De teelt van grondstoffen die worden gebruikt voor de productie van in de EU verbruikte biobrandstoffen kan leiden tot negatieve gevolgen voor het milieu die specifiek voor de locatie zijn en afhangen van de toegepaste landbouwpraktijken 37 . De meeste lidstaten wijzen in hun voortgangsverslagen op een beperkte teelt van grondstoffen die worden gebruikt voor de productie van biobrandstoffen in vergelijking met de totale landbouwactiviteiten, en zijn daarom van mening dat de daarmee samenhangende milieueffecten onbeduidend zijn. Verschillende lidstaten wijzen erop dat de gehele landbouwproductie met betrekking tot de milieueffecten wordt gereguleerd en dat daarom niet meer effecten kunnen worden verwacht door de productie van biobrandstoffen dan door andere gewassen 38 . Een gedetailleerde beoordeling van de milieueffecten van de productie van in de EU verbruikte biobrandstoffen is opgenomen in een externe studie 39 . De Commissie heeft onlangs ook een uitgebreid verslag gepubliceerd met de meest recente beschikbare gegevens over en een beoordeling van de stand van zaken met betrekking tot de uitbreiding van de productie van voedsel- en voedergewassen wereldwijd 40 .

Het EU-duurzaamheidskader voor bio-energie is versterkt in het kader van de herschikte richtlijn hernieuwbare energie. In het bijzonder voorziet de richtlijn in nationale plafonds, die geleidelijk zullen dalen tot nul in 2030, voor uit voedsel- en voedergewassen geproduceerde biobrandstoffen, vloeibare biomassa en biomassabrandstoffen met een hoog ILUC-risico waarvoor een aanzienlijke uitbreiding van het productiegebied naar land met grote koolstofvoorraden is waargenomen. Deze plafonds hebben een invloed op de hoeveelheid van deze brandstoffen die in aanmerking kan worden genomen bij de berekening van het totale aandeel van hernieuwbare energie en het aandeel van hernieuwbare energie in de transportsector. De richtlijn maakt het echter mogelijk om biobrandstoffen, vloeibare biomassa en biomassabrandstoffen die voor een laag ILUC-risico zijn gecertificeerd, van de nationale maxima vrij te stellen. 

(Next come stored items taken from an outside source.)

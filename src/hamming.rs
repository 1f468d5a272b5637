use bytemuck::pod_read_unaligned;

/// 描述符的字节长度（256 位）
pub const DESCRIPTOR_BYTES: usize = 32;

/// 二进制局部特征描述符，例如 ORB
pub type Descriptor = [u8; DESCRIPTOR_BYTES];

/// 两个描述符之间可能出现的最大汉明距离
pub const MAX_DISTANCE: u32 = (DESCRIPTOR_BYTES * 8) as u32;

#[inline(always)]
pub fn hamming(va: &Descriptor, vb: &Descriptor) -> u32 {
    // 这里的数组按字节对齐，不能直接 cast_slice 成 u64
    let va: [u64; 4] = pod_read_unaligned(va);
    let vb: [u64; 4] = pod_read_unaligned(vb);
    (va[0] ^ vb[0]).count_ones()
        + (va[1] ^ vb[1]).count_ones()
        + (va[2] ^ vb[2]).count_ones()
        + (va[3] ^ vb[3]).count_ones()
}

#[inline(always)]
pub fn hamming_naive(va: &[u8], vb: &[u8]) -> u32 {
    va.iter().zip(vb).map(|(a, b)| (a ^ b).count_ones()).sum()
}

/// 在 vb 中寻找与 va 距离最近的描述符，返回 (索引, 距离)
///
/// vb 为空时返回 None
pub fn min_hamming(va: &Descriptor, vb: &[Descriptor]) -> Option<(usize, u32)> {
    let mut best: Option<(usize, u32)> = None;
    for (i, code) in vb.iter().enumerate() {
        let d = hamming(va, code);
        match best {
            Some((_, bd)) if bd <= d => {}
            _ => best = Some((i, d)),
        }
        if d == 0 {
            break;
        }
    }
    best
}

/// 计算向量 va 和 vb 的汉明距离，并返回距离最小的 k 个索引和距离，按距离升序排列
///
/// 距离相同时，索引较小的在前
pub fn knn_hamming(va: &Descriptor, vb: &[Descriptor], k: usize) -> Vec<(usize, u32)> {
    let mut all = vb.iter().enumerate().map(|(i, code)| (i, hamming(va, code))).collect::<Vec<_>>();
    if k < all.len() {
        all.select_nth_unstable_by_key(k, |&(i, d)| (d, i));
        all.truncate(k);
    }
    all.sort_unstable_by_key(|&(i, d)| (d, i));
    all
}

Ter uitvoering van deze aanpak heeft de Commissie op 13 maart 2019 een gedelegeerde handeling vastgesteld met betrekking tot biobrandstoffen met een hoog en laag ILUC-risico 41 die ter toetsing aan de Raad en het Europees Parlement is voorgelegd. In het algemeen heeft de EU besloten zich in de toekomst te concentreren op de bevordering van geavanceerde biobrandstoffen en andere koolstofarme brandstoffen, zoals hernieuwbare elektriciteit en hernieuwbare vloeibare en gasvormige transportbrandstoffen van niet-biologische oorsprong. Geavanceerde biobrandstoffen hebben momenteel slechts een zeer klein marktaandeel, maar er is een aanzienlijk potentieel voor schaalvergroting. De Commissie zal de ontwikkeling van geavanceerde biobrandstoffen blijven bevorderen, onder meer door onderzoek te doen naar bronnen voor mogelijke nieuwe grondstoffen. Hoewel er in dit stadium niet voldoende wetenschappelijk bewijsmateriaal beschikbaar is om een uitbreiding van de grondstoffenbasis voor geavanceerde biobrandstoffen van bijlage IX van REDII te rechtvaardigen, zal de Commissie blijven nagaan of in de toekomst aanvullende grondstoffen kunnen worden gebruikt voor de productie van geavanceerde biobrandstoffen 42 .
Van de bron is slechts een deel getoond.